Michel Bonnet, Axel Gilbert, Insee Rhône-Alpes

Résumé

Situé au nord-ouest de Lyon, le Beaujolais est un territoire rural à la population dense. L’urbanisation y progresse fortement sous l’influence de la métropole lyonnaise. Son profil démographique rajeunit avec un solde naturel positif. La population se renouvelle avec l’arrivée de cadres et de professions intermédiaires. Les niveaux de revenus sont satisfaisants et le taux d’activité en croissance.

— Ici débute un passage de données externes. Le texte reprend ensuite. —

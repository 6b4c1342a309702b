//! Columnar slot storage: one array each for x, y and piece type.
//!
//! The arrays carry no liveness information. A vacated slot keeps its last
//! coordinates until the next insert overwrites them.

use crate::core::coord::Coord;
use crate::core::piece::PieceType;
use crate::error::{StoreError, StoreResult};

#[derive(Debug, Clone, Default, PartialEq, Eq)]
pub struct Store {
    xs: Vec<i64>,
    ys: Vec<i64>,
    types: Vec<PieceType>,
}

impl Store {
    /// Empty columns with room for `slots` entries, or `AllocationFailed`.
    pub fn with_capacity(slots: usize) -> StoreResult<Self> {
        let mut store = Store::default();
        try_reserve(&mut store.xs, slots, "store.xs")?;
        try_reserve(&mut store.ys, slots, "store.ys")?;
        try_reserve(&mut store.types, slots, "store.types")?;
        Ok(store)
    }

    #[inline]
    pub fn len(&self) -> usize {
        self.types.len()
    }

    #[inline]
    pub fn is_empty(&self) -> bool {
        self.types.is_empty()
    }

    #[inline]
    pub fn push(&mut self, ty: PieceType, c: Coord) {
        self.xs.push(c.x);
        self.ys.push(c.y);
        self.types.push(ty);
    }

    /// Appends `count` placeholder cells of type `ty`.
    pub fn push_vacant(&mut self, ty: PieceType, count: usize) {
        self.xs.extend(std::iter::repeat(0).take(count));
        self.ys.extend(std::iter::repeat(0).take(count));
        self.types.extend(std::iter::repeat(ty).take(count));
    }

    /// Appends a copy of `src[start..end]`.
    pub fn extend_from(&mut self, src: &Store, start: usize, end: usize) {
        self.xs.extend_from_slice(&src.xs[start..end]);
        self.ys.extend_from_slice(&src.ys[start..end]);
        self.types.extend_from_slice(&src.types[start..end]);
    }

    #[inline]
    pub fn write(&mut self, slot: usize, c: Coord) {
        self.xs[slot] = c.x;
        self.ys[slot] = c.y;
    }

    #[inline]
    pub fn x(&self, slot: usize) -> i64 {
        self.xs[slot]
    }

    #[inline]
    pub fn y(&self, slot: usize) -> i64 {
        self.ys[slot]
    }

    #[inline]
    pub fn coords(&self, slot: usize) -> Coord {
        Coord::new(self.xs[slot], self.ys[slot])
    }

    #[inline]
    pub fn piece_type(&self, slot: usize) -> PieceType {
        self.types[slot]
    }

    pub fn xs(&self) -> &[i64] {
        &self.xs
    }

    pub fn ys(&self) -> &[i64] {
        &self.ys
    }

    pub fn types(&self) -> &[PieceType] {
        &self.types
    }
}

pub(crate) fn try_reserve<T>(v: &mut Vec<T>, additional: usize, structure: &'static str) -> StoreResult<()> {
    v.try_reserve_exact(additional)
        .map_err(|_| StoreError::AllocationFailed { structure })
}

L’appareil productif repose principalement sur les services, alors que l’économie locale subit d’importantes restructurations industrielles, notamment dans le secteur du textile. La viticulture, activité emblématique du Beaujolais, reste prépondérante dans l’agriculture. Les créations d’emploi ne sont pas assez nombreuses pour absorber l’augmentation du nombre d’actifs : le taux de chômage augmente et les navettes domicile-travail prennent de l’ampleur. Le Beaujolais se transforme ainsi d’un territoire rural et industriel en un espace périurbain, résidentiel et tertiaire.

Sommaire

Encadré

Publication

À proximité de Lyon, le Beaujolais occupe une partie du contrefort oriental du Massif central. Sa densité de population (137 habitants/km²) est nettement supérieure à celle de la zone de référence (70 hab./km²). En 2011, il regroupe 132 communes et près de 211 000 habitants, qui se répartissent en cinq intercommunalités. La communauté d’agglomération de Villefranche-Beaujolais-Saône et les communautés de communes de Saône Beaujolais et de Beaujolais-Pierres Dorées sont localisées dans la plaine de la Saône et les proches environs de Lyon ; les communautés de communes de l’Ouest Rhodanien et du Haut-Beaujolais, plus à l'ouest, sont davantage marquées par le relief. Le vignoble s’étend sur les coteaux dominant la Saône.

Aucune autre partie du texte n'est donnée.